**WORK INSTRUCTIONS**
Without changing a single word, restate the entries below.

**TASK INPUTS**
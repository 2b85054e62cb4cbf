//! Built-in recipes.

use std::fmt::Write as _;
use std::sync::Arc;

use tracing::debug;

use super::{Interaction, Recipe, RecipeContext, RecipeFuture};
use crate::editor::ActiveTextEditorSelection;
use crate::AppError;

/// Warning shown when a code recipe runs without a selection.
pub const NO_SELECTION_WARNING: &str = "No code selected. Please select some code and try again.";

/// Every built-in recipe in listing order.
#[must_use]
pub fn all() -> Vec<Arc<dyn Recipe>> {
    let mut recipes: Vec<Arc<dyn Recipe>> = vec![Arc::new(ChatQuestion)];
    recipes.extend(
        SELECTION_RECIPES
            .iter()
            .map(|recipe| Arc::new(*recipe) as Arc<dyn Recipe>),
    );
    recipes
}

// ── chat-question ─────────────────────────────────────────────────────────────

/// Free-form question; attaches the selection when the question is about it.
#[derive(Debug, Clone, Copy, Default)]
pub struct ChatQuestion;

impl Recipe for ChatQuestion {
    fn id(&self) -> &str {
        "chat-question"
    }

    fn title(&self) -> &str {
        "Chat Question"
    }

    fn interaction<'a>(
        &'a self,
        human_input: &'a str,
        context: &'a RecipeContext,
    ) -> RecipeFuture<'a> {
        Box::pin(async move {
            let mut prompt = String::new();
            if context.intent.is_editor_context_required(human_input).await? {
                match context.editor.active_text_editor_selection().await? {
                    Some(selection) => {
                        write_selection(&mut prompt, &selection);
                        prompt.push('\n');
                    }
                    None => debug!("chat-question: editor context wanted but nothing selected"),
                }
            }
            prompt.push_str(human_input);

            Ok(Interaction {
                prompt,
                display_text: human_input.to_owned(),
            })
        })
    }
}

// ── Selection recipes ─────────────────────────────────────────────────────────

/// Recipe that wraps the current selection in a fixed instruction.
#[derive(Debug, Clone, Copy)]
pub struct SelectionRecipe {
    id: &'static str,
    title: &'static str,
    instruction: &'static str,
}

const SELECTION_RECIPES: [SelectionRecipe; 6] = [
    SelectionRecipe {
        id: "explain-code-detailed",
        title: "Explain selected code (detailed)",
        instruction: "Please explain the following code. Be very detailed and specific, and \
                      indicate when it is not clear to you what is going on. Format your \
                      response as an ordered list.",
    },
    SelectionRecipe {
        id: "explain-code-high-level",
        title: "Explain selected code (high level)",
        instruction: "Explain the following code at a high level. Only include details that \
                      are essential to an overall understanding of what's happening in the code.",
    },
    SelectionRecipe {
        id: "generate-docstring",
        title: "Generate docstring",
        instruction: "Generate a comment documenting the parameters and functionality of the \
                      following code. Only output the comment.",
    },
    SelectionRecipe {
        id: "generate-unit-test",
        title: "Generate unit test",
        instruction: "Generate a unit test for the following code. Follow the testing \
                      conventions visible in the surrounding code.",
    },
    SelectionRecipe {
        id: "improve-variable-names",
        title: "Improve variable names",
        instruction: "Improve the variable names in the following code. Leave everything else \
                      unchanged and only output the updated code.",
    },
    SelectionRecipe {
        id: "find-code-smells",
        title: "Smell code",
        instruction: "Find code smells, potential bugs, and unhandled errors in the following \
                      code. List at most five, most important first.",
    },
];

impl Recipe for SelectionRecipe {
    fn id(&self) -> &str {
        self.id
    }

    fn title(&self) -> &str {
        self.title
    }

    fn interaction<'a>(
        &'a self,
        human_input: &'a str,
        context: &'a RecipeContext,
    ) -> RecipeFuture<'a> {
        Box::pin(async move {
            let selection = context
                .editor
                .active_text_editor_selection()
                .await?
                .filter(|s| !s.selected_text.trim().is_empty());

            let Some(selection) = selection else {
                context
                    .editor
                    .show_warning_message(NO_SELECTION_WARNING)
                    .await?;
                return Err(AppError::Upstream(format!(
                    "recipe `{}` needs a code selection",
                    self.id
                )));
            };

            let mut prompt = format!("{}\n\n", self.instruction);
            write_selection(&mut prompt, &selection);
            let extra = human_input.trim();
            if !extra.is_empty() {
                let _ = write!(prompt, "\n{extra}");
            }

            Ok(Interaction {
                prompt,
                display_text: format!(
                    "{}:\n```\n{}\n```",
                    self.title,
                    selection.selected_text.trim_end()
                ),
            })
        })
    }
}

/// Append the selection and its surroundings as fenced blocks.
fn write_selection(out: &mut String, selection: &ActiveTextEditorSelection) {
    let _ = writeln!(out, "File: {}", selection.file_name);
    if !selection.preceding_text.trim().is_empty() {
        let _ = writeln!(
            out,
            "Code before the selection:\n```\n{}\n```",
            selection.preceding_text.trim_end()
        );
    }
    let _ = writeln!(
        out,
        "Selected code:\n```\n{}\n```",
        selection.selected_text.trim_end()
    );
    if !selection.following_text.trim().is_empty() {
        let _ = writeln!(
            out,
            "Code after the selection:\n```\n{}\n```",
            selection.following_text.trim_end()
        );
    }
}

**SOLUTION TO THE EXERCISE**
repository 2b85054e62cb4cbf
//! Built-in recipes.

use std::fmt::Write as _;
use std::sync::Arc;

use tracing::debug;

use super::{Interaction, Recipe, RecipeContext, RecipeFuture};
use crate::editor::ActiveTextEditorSelection;
use crate::AppError;

/// Warning shown when a code recipe runs without a selection.
pub const NO_SELECTION_WARNING: &str = "No code selected. Please select some code and try again.";

/// Every built-in recipe in listing order.
#[must_use]
pub fn all() -> Vec<Arc<dyn Recipe>> {
    let mut recipes: Vec<Arc<dyn Recipe>> = vec![Arc::new(ChatQuestion)];
    recipes.extend(
        SELECTION_RECIPES
            .iter()
            .map(|recipe| Arc::new(*recipe) as Arc<dyn Recipe>),
    );
    recipes
}

// ── chat-question ─────────────────────────────────────────────────────────────

/// Free-form question; attaches the selection when the question is about it.
#[derive(Debug, Clone, Copy, Default)]
pub struct ChatQuestion;

impl Recipe for ChatQuestion {
    fn id(&self) -> &str {
        "chat-question"
    }

    fn title(&self) -> &str {
        "Chat Question"
    }

    fn interaction<'a>(
        &'a self,
        human_input: &'a str,
        context: &'a RecipeContext,
    ) -> RecipeFuture<'a> {
        Box::pin(async move {
            let mut prompt = String::new();
            if context.intent.is_editor_context_required(human_input).await? {
                match context.editor.active_text_editor_selection().await? {
                    Some(selection) => {
                        write_selection(&mut prompt, &selection);
                        prompt.push('\n');
                    }
                    None => debug!("chat-question: editor context wanted but nothing selected"),
                }
            }
            prompt.push_str(human_input);

            Ok(Interaction {
                prompt,
                display_text: human_input.to_owned(),
            })
        })
    }
}

// ── Selection recipes ─────────────────────────────────────────────────────────

/// Recipe that wraps the current selection in a fixed instruction.
#[derive(Debug, Clone, Copy)]
pub struct SelectionRecipe {
    id: &'static str,
    title: &'static str,
    instruction: &'static str,
}

const SELECTION_RECIPES: [SelectionRecipe; 6] = [
    SelectionRecipe {
        id: "explain-code-detailed",
        title: "Explain selected code (detailed)",
        instruction: "Please explain the following code. Be very detailed and specific, and \
                      indicate when it is not clear to you what is going on. Format your \
                      response as an ordered list.",
    },
    SelectionRecipe {
        id: "explain-code-high-level",
        title: "Explain selected code (high level)",
        instruction: "Explain the following code at a high level. Only include details that \
                      are essential to an overall understanding of what's happening in the code.",
    },
    SelectionRecipe {
        id: "generate-docstring",
        title: "Generate docstring",
        instruction: "Generate a comment documenting the parameters and functionality of the \
                      following code. Only output the comment.",
    },
    SelectionRecipe {
        id: "generate-unit-test",
        title: "Generate unit test",
        instruction: "Generate a unit test for the following code. Follow the testing \
                      conventions visible in the surrounding code.",
    },
    SelectionRecipe {
        id: "improve-variable-names",
        title: "Improve variable names",
        instruction: "Improve the variable names in the following code. Leave everything else \
                      unchanged and only output the updated code.",
    },
    SelectionRecipe {
        id: "find-code-smells",
        title: "Smell code",
        instruction: "Find code smells, potential bugs, and unhandled errors in the following \
                      code. List at most five, most important first.",
    },
];

impl Recipe for SelectionRecipe {
    fn id(&self) -> &str {
        self.id
    }

    fn title(&self) -> &str {
        self.title
    }

    fn interaction<'a>(
        &'a self,
        human_input: &'a str,
        context: &'a RecipeContext,
    ) -> RecipeFuture<'a> {
        Box::pin(async move {
            let selection = context
                .editor
                .active_text_editor_selection()
                .await?
                .filter(|s| !s.selected_text.trim().is_empty());

            let Some(selection) = selection else {
                context
                    .editor
                    .show_warning_message(NO_SELECTION_WARNING)
                    .await?;
                return Err(AppError::Upstream(format!(
                    "recipe `{}` needs a code selection",
                    self.id
                )));
            };

            let mut prompt = format!("{}\n\n", self.instruction);
            write_selection(&mut prompt, &selection);
            let extra = human_input.trim();
            if !extra.is_empty() {
                let _ = write!(prompt, "\n{extra}");
            }

            Ok(Interaction {
                prompt,
                display_text: format!(
                    "{}:\n```\n{}\n```",
                    self.title,
                    selection.selected_text.trim_end()
                ),
            })
        })
    }
}

/// Append the selection and its surroundings as fenced blocks.
fn write_selection(out: &mut String, selection: &ActiveTextEditorSelection) {
    let _ = writeln!(out, "File: {}", selection.file_name);
    if !selection.preceding_text.trim().is_empty() {
        let _ = writeln!(
            out,
            "Code before the selection:\n```\n{}\n```",
            selection.preceding_text.trim_end()
        );
    }
    let _ = writeln!(
        out,
        "Selected code:\n```\n{}\n```",
        selection.selected_text.trim_end()
    );
    if !selection.following_text.trim().is_empty() {
        let _ = writeln!(
            out,
            "Code after the selection:\n```\n{}\n```",
            selection.following_text.trim_end()
        );
    }
}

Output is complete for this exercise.